■ WHAT NEEDS TO BE DONE:
Count the lines in the entries below that mention the string "collections", then write that number by itself.

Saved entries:
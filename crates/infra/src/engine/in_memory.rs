use std::collections::HashMap;
use std::sync::RwLock;

use async_trait::async_trait;
use chrono::Utc;
use tracing::debug;

use ledgergate_accounting::{
    Account, AccountBalance, AccountFilter, AccountingEngine, BatchResult, CreateAccountResult,
    CreateAccountsResult, CreateTransferResult, CreateTransfersResult, EngineError, Transfer,
};
use ledgergate_core::EngineKey;

/// Balance snapshot taken right after a transfer posted to an account.
#[derive(Debug, Copy, Clone)]
struct HistoryEntry {
    balance: AccountBalance,
    /// The account was the debit side of that transfer.
    debit_side: bool,
}

#[derive(Debug, Default)]
struct State {
    accounts: HashMap<EngineKey, Account>,
    /// Commit order, so timestamps are strictly increasing.
    transfers: Vec<Transfer>,
    transfer_index: HashMap<EngineKey, usize>,
    history: HashMap<EngineKey, Vec<HistoryEntry>>,
    last_timestamp: u64,
}

impl State {
    /// Wall clock in nanoseconds, forced strictly monotonic.
    fn next_timestamp(&mut self) -> u64 {
        let now = Utc::now()
            .timestamp_nanos_opt()
            .and_then(|n| u64::try_from(n).ok())
            .unwrap_or(0);
        self.last_timestamp = now.max(self.last_timestamp + 1);
        self.last_timestamp
    }

    fn validate_account(&self, a: &Account) -> CreateAccountResult {
        use CreateAccountResult as R;

        if a.timestamp != 0 {
            return R::TimestampMustBeZero;
        }
        if a.id.is_zero() {
            return R::IdMustNotBeZero;
        }
        if a.id == EngineKey::MAX {
            return R::IdMustNotBeIntMax;
        }
        if a.flags.is_mutually_exclusive_violation() {
            return R::FlagsAreMutuallyExclusive;
        }
        if a.debits_posted != 0 {
            return R::DebitsPostedMustBeZero;
        }
        if a.credits_posted != 0 {
            return R::CreditsPostedMustBeZero;
        }
        if a.ledger == 0 {
            return R::LedgerMustNotBeZero;
        }
        if a.code == 0 {
            return R::CodeMustNotBeZero;
        }

        match self.accounts.get(&a.id) {
            None => R::Ok,
            Some(e) if e.flags != a.flags => R::ExistsWithDifferentFlags,
            Some(e) if e.user_data_128 != a.user_data_128 => R::ExistsWithDifferentUserData128,
            Some(e) if e.user_data_64 != a.user_data_64 => R::ExistsWithDifferentUserData64,
            Some(e) if e.ledger != a.ledger => R::ExistsWithDifferentLedger,
            Some(e) if e.code != a.code => R::ExistsWithDifferentCode,
            Some(_) => R::Exists,
        }
    }

    fn validate_transfer(&self, t: &Transfer) -> CreateTransferResult {
        use CreateTransferResult as R;

        if t.timestamp != 0 {
            return R::TimestampMustBeZero;
        }
        if t.id.is_zero() {
            return R::IdMustNotBeZero;
        }
        if t.id == EngineKey::MAX {
            return R::IdMustNotBeIntMax;
        }
        if t.debit_account_id.is_zero() {
            return R::DebitAccountIdMustNotBeZero;
        }
        if t.credit_account_id.is_zero() {
            return R::CreditAccountIdMustNotBeZero;
        }
        if t.debit_account_id == t.credit_account_id {
            return R::AccountsMustBeDifferent;
        }
        if t.amount == 0 {
            return R::AmountMustNotBeZero;
        }
        if t.ledger == 0 {
            return R::LedgerMustNotBeZero;
        }
        if t.code == 0 {
            return R::CodeMustNotBeZero;
        }
        if self.transfer_index.contains_key(&t.id) {
            return R::Exists;
        }

        let Some(dr) = self.accounts.get(&t.debit_account_id) else {
            return R::DebitAccountNotFound;
        };
        let Some(cr) = self.accounts.get(&t.credit_account_id) else {
            return R::CreditAccountNotFound;
        };
        if dr.ledger != cr.ledger {
            return R::AccountsMustHaveTheSameLedger;
        }
        if t.ledger != dr.ledger {
            return R::TransferMustHaveTheSameLedgerAsAccounts;
        }

        let Some(dr_debits) = dr.debits_posted.checked_add(t.amount) else {
            return R::OverflowsDebitsPosted;
        };
        let Some(cr_credits) = cr.credits_posted.checked_add(t.amount) else {
            return R::OverflowsCreditsPosted;
        };
        if dr.flags.debits_must_not_exceed_credits && dr_debits > dr.credits_posted {
            return R::ExceedsCredits;
        }
        if cr.flags.credits_must_not_exceed_debits && cr_credits > cr.debits_posted {
            return R::ExceedsDebits;
        }

        R::Ok
    }

    /// Post a validated transfer: stamp it, move the totals, snapshot history.
    fn post(&mut self, mut t: Transfer) {
        t.timestamp = self.next_timestamp();

        for (key, debit_side) in [(t.debit_account_id, true), (t.credit_account_id, false)] {
            let Some(account) = self.accounts.get_mut(&key) else {
                continue;
            };
            if debit_side {
                account.debits_posted += t.amount;
            } else {
                account.credits_posted += t.amount;
            }
            if account.flags.history {
                let balance = AccountBalance {
                    timestamp: t.timestamp,
                    debits_posted: account.debits_posted,
                    credits_posted: account.credits_posted,
                };
                self.history
                    .entry(key)
                    .or_default()
                    .push(HistoryEntry { balance, debit_side });
            }
        }

        self.transfer_index.insert(t.id, self.transfers.len());
        self.transfers.push(t);
    }
}

/// Does `timestamp` fall inside the filter window? Zero bounds are open.
fn in_window(filter: &AccountFilter, timestamp: u64) -> bool {
    (filter.timestamp_min == 0 || timestamp >= filter.timestamp_min)
        && (filter.timestamp_max == 0 || timestamp <= filter.timestamp_max)
}

/// Order (oldest-first input) and cap a filtered result.
fn page<T>(mut items: Vec<T>, filter: &AccountFilter) -> Vec<T> {
    if filter.flags.reversed {
        items.reverse();
    }
    if let Some(limit) = filter.limit {
        items.truncate(limit as usize);
    }
    items
}

fn check_filter(filter: &AccountFilter) -> Result<(), EngineError> {
    if filter.limit == Some(0) {
        return Err(EngineError::InvalidRequest("limit must not be zero".to_string()));
    }
    if filter.timestamp_max != 0 && filter.timestamp_min > filter.timestamp_max {
        return Err(EngineError::InvalidRequest(format!(
            "timestamp_min {} > timestamp_max {}",
            filter.timestamp_min, filter.timestamp_max
        )));
    }
    Ok(())
}

/// In-process accounting engine.
///
/// Mirrors the real engine's per-item result codes and balance constraints,
/// and stamps commits in nanoseconds.
///
/// Intended for tests/dev. State is lost on drop.
#[derive(Debug, Default)]
pub struct InMemoryEngine {
    state: RwLock<State>,
}

impl InMemoryEngine {
    pub fn new() -> Self {
        Self::default()
    }

    fn read(&self) -> Result<std::sync::RwLockReadGuard<'_, State>, EngineError> {
        self.state
            .read()
            .map_err(|_| EngineError::Unavailable("lock poisoned".to_string()))
    }

    fn write(&self) -> Result<std::sync::RwLockWriteGuard<'_, State>, EngineError> {
        self.state
            .write()
            .map_err(|_| EngineError::Unavailable("lock poisoned".to_string()))
    }
}

#[async_trait]
impl AccountingEngine for InMemoryEngine {
    async fn create_accounts(
        &self,
        accounts: Vec<Account>,
    ) -> Result<Vec<CreateAccountsResult>, EngineError> {
        let mut state = self.write()?;
        let mut results = Vec::new();

        for (index, mut account) in accounts.into_iter().enumerate() {
            let result = state.validate_account(&account);
            if result != CreateAccountResult::Ok {
                results.push(BatchResult {
                    index: index as u32,
                    result,
                });
                continue;
            }
            account.timestamp = state.next_timestamp();
            debug!(id = %account.id, "account stored");
            state.accounts.insert(account.id, account);
        }

        Ok(results)
    }

    async fn create_transfers(
        &self,
        transfers: Vec<Transfer>,
    ) -> Result<Vec<CreateTransfersResult>, EngineError> {
        let mut state = self.write()?;
        let mut results = Vec::new();

        for (index, transfer) in transfers.into_iter().enumerate() {
            let result = state.validate_transfer(&transfer);
            if result != CreateTransferResult::Ok {
                results.push(BatchResult {
                    index: index as u32,
                    result,
                });
                continue;
            }
            state.post(transfer);
        }

        Ok(results)
    }

    async fn get_account_balances(
        &self,
        filter: AccountFilter,
    ) -> Result<Vec<AccountBalance>, EngineError> {
        check_filter(&filter)?;
        let state = self.read()?;

        let Some(history) = state.history.get(&filter.account_id) else {
            return Ok(Vec::new());
        };
        let matching = history
            .iter()
            .filter(|h| (h.debit_side && filter.flags.debits) || (!h.debit_side && filter.flags.credits))
            .filter(|h| in_window(&filter, h.balance.timestamp))
            .map(|h| h.balance)
            .collect();

        Ok(page(matching, &filter))
    }

    async fn get_account_transfers(
        &self,
        filter: AccountFilter,
    ) -> Result<Vec<Transfer>, EngineError> {
        check_filter(&filter)?;
        let state = self.read()?;

        let key = filter.account_id;
        let matching = state
            .transfers
            .iter()
            .filter(|t| {
                (filter.flags.debits && t.debit_account_id == key)
                    || (filter.flags.credits && t.credit_account_id == key)
            })
            .filter(|t| in_window(&filter, t.timestamp))
            .cloned()
            .collect();

        Ok(page(matching, &filter))
    }

    async fn lookup_accounts(&self, ids: Vec<EngineKey>) -> Result<Vec<Account>, EngineError> {
        let state = self.read()?;
        Ok(ids
            .iter()
            .filter_map(|id| state.accounts.get(id).cloned())
            .collect())
    }
}
//! Tracing/logging setup shared by the binaries.

/// Initialize process-wide tracing with the format named by
/// `LEDGERGATE_LOG_FORMAT`.
///
/// This is safe to call multiple times; subsequent calls become no-ops.
pub fn init() {
    let format = std::env::var(tracing::LOG_FORMAT_VAR)
        .ok()
        .and_then(|v| tracing::LogFormat::parse(&v))
        .unwrap_or_default();
    tracing::init(format);
}

/// Tracing configuration (filters, layers).
pub mod tracing;
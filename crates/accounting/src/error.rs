//! Gateway error model.

use thiserror::Error;

use ledgergate_core::{DomainError, EngineKey, TransferId};

use crate::engine::{EngineError, EngineResultCode};

pub type GatewayResult<T> = Result<T, GatewayError>;

/// Caller-facing classification of a [`GatewayError`].
#[derive(Debug, Copy, Clone, PartialEq, Eq)]
pub enum ErrorKind {
    /// Rejected before any engine call.
    InvalidArgument,
    /// Engine rejection, transport failure or inconsistent engine data.
    Internal,
}

#[derive(Debug, Error, Clone, PartialEq, Eq)]
pub enum GatewayError {
    #[error("invalid argument: {0}")]
    InvalidArgument(String),

    /// A batch create came back with a non-ok result for our item.
    #[error("{operation} rejected by engine: code={code} ({name})")]
    EngineRejection {
        operation: &'static str,
        code: u32,
        name: &'static str,
    },

    #[error("{operation} failed: {source}")]
    Transport {
        operation: &'static str,
        #[source]
        source: EngineError,
    },

    /// No engine answer to a query within the configured timeout.
    #[error("{operation} timed out after {after_ms}ms")]
    TimedOut {
        operation: &'static str,
        after_ms: u64,
    },

    /// No engine answer to a write within the configured timeout. The engine
    /// may still commit it.
    #[error("{operation} timed out after {after_ms}ms; outcome unknown")]
    OutcomeUnknown {
        operation: &'static str,
        after_ms: u64,
    },

    /// A transfer references an account the engine could not return.
    #[error("transfer {transfer_id}: counterparty account {account} could not be resolved")]
    UnresolvedCounterparty {
        transfer_id: TransferId,
        account: EngineKey,
    },
}

impl GatewayError {
    pub fn invalid_argument(msg: impl Into<String>) -> Self {
        Self::InvalidArgument(msg.into())
    }

    pub fn rejection(operation: &'static str, result: impl EngineResultCode) -> Self {
        Self::EngineRejection {
            operation,
            code: result.code(),
            name: result.name(),
        }
    }

    pub fn kind(&self) -> ErrorKind {
        match self {
            GatewayError::InvalidArgument(_) => ErrorKind::InvalidArgument,
            GatewayError::EngineRejection { .. }
            | GatewayError::Transport { .. }
            | GatewayError::TimedOut { .. }
            | GatewayError::OutcomeUnknown { .. }
            | GatewayError::UnresolvedCounterparty { .. } => ErrorKind::Internal,
        }
    }

    pub fn is_invalid_argument(&self) -> bool {
        self.kind() == ErrorKind::InvalidArgument
    }
}

impl From<DomainError> for GatewayError {
    fn from(value: DomainError) -> Self {
        Self::InvalidArgument(value.to_string())
    }
}
//! Integration events and the broker-facing publishing contract.

pub mod in_memory_publisher;
pub mod notification;
pub mod publisher;

pub use in_memory_publisher::{InMemoryPublisher, RecordingNotifier};
pub use notification::TransferNotification;
pub use publisher::{DisabledNotifier, NotificationPublisher, PublishError, TransferNotifier};
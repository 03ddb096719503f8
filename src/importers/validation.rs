//! Record validation module
//!
//! Checks a loaded record set against the record invariants, collecting all
//! issues instead of failing on the first one. Most issues are informational:
//! the engine already degrades on them (a deposit without a term accrues
//! nothing). Metal lots without a positive quantity or price cannot be valued
//! at all and are dropped.

use rust_decimal::Decimal;
use serde::Serialize;
use std::collections::{BTreeMap, HashSet};

use crate::models::{InvestmentRecord, PreciousMetalRecord, RecordSet};
use crate::reports::time_deposit::MAX_TERM_MONTHS;

/// A validation issue found in the record set
#[derive(Debug, Clone, PartialEq, Serialize)]
pub struct ValidationIssue {
    /// Id of the offending record
    pub record_id: String,
    /// Field name that has the issue (e.g., "grams", "depositTermMonths")
    pub field: String,
    /// The problematic value
    pub value: String,
    /// Description of why this is an issue
    pub reason: String,
    /// Suggestion for fixing the issue (if available)
    pub suggestion: Option<String>,
    /// Whether the record was removed from the set handed to the engine
    pub dropped: bool,
}

impl ValidationIssue {
    pub fn new(
        record_id: impl Into<String>,
        field: impl Into<String>,
        value: impl Into<String>,
        reason: impl Into<String>,
    ) -> Self {
        Self {
            record_id: record_id.into(),
            field: field.into(),
            value: value.into(),
            reason: reason.into(),
            suggestion: None,
            dropped: false,
        }
    }

    pub fn with_suggestion(mut self, suggestion: impl Into<String>) -> Self {
        self.suggestion = Some(suggestion.into());
        self
    }

    fn dropped(mut self) -> Self {
        self.dropped = true;
        self
    }
}

/// Result of validation: the usable record set and any issues found
#[derive(Debug)]
pub struct ValidationResult {
    pub records: RecordSet,
    pub issues: Vec<ValidationIssue>,
}

impl ValidationResult {
    pub fn has_issues(&self) -> bool {
        !self.issues.is_empty()
    }

    /// Count issues by field for summary reporting
    pub fn issue_summary(&self) -> BTreeMap<String, usize> {
        let mut summary = BTreeMap::new();
        for issue in &self.issues {
            *summary.entry(issue.field.clone()).or_insert(0) += 1;
        }
        summary
    }
}

/// Validate a record set, dropping metal lots that cannot be valued
pub fn validate_record_set(records: RecordSet) -> ValidationResult {
    let mut issues = Vec::new();
    let mut seen_ids = HashSet::new();

    for (asset_type, list) in &records.records {
        for record in list {
            if !seen_ids.insert(record.id.clone()) {
                issues.push(ValidationIssue::new(
                    &record.id,
                    "id",
                    &record.id,
                    "Duplicate record id",
                ));
            }
            if record.asset_type != *asset_type {
                issues.push(
                    ValidationIssue::new(
                        &record.id,
                        "assetType",
                        record.asset_type.as_str(),
                        format!("Record listed under '{}'", asset_type),
                    )
                    .with_suggestion("Move the record under its own asset type"),
                );
            }
            if record.is_time_deposit {
                issues.extend(validate_time_deposit(record));
            }
        }
    }

    let mut metals = records.metals;
    for (metal_type, lots) in metals.iter_mut() {
        lots.retain(|lot| {
            if !seen_ids.insert(lot.id.clone()) {
                issues.push(ValidationIssue::new(&lot.id, "id", &lot.id, "Duplicate record id"));
            }
            if lot.metal_type != *metal_type {
                issues.push(ValidationIssue::new(
                    &lot.id,
                    "metalType",
                    &lot.metal_type,
                    format!("Lot listed under '{}'", metal_type),
                ));
            }
            match validate_metal_lot(lot) {
                Some(issue) => {
                    issues.push(issue.dropped());
                    false
                }
                None => {
                    if let Some(price) = lot.average_price.filter(|p| *p <= Decimal::ZERO) {
                        issues.push(
                            ValidationIssue::new(
                                &lot.id,
                                "averagePrice",
                                price.to_string(),
                                "Market price must be positive; month treated as unpriced",
                            )
                            .with_suggestion("Record the month's market price per gram"),
                        );
                    }
                    true
                }
            }
        });
    }

    ValidationResult {
        records: RecordSet {
            records: records.records,
            metals,
        },
        issues,
    }
}

fn validate_time_deposit(record: &InvestmentRecord) -> Vec<ValidationIssue> {
    let mut issues = Vec::new();

    match record.deposit_term_months {
        Some(term) if term > MAX_TERM_MONTHS => issues.push(
            ValidationIssue::new(
                &record.id,
                "depositTermMonths",
                term.to_string(),
                format!(
                    "Term longer than {} months; it will accrue no interest",
                    MAX_TERM_MONTHS
                ),
            )
            .with_suggestion("Check the term is given in months"),
        ),
        Some(term) if term > 0 => {}
        other => issues.push(
            ValidationIssue::new(
                &record.id,
                "depositTermMonths",
                other.map(|t| t.to_string()).unwrap_or_else(|| "missing".to_string()),
                "Time deposit needs a positive term; it will accrue no interest",
            )
            .with_suggestion("Set depositTermMonths to the deposit term in months"),
        ),
    }

    match record.annual_interest_rate {
        Some(rate) if rate > Decimal::ZERO => {}
        other => issues.push(
            ValidationIssue::new(
                &record.id,
                "annualInterestRate",
                other.map(|r| r.to_string()).unwrap_or_else(|| "missing".to_string()),
                "Time deposit needs a positive annual rate; it will accrue no interest",
            )
            .with_suggestion("Set annualInterestRate as a percentage, e.g. 3.5"),
        ),
    }

    if let (Some(stored), Some(computed)) = (record.maturity_date, record.computed_maturity()) {
        if stored != computed {
            issues.push(ValidationIssue::new(
                &record.id,
                "maturityDate",
                stored.to_string(),
                format!("Stored maturity ignored; date + term gives {}", computed),
            ));
        }
    }

    issues
}

fn validate_metal_lot(lot: &PreciousMetalRecord) -> Option<ValidationIssue> {
    if lot.grams <= Decimal::ZERO {
        return Some(
            ValidationIssue::new(&lot.id, "grams", lot.grams.to_string(), "Lot quantity must be positive")
                .with_suggestion("Record the purchased quantity in grams"),
        );
    }
    if lot.price_per_gram <= Decimal::ZERO {
        return Some(ValidationIssue::new(
            &lot.id,
            "pricePerGram",
            lot.price_per_gram.to_string(),
            "Purchase price must be positive",
        ));
    }
    None
}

■ RESPONSE AREA:
2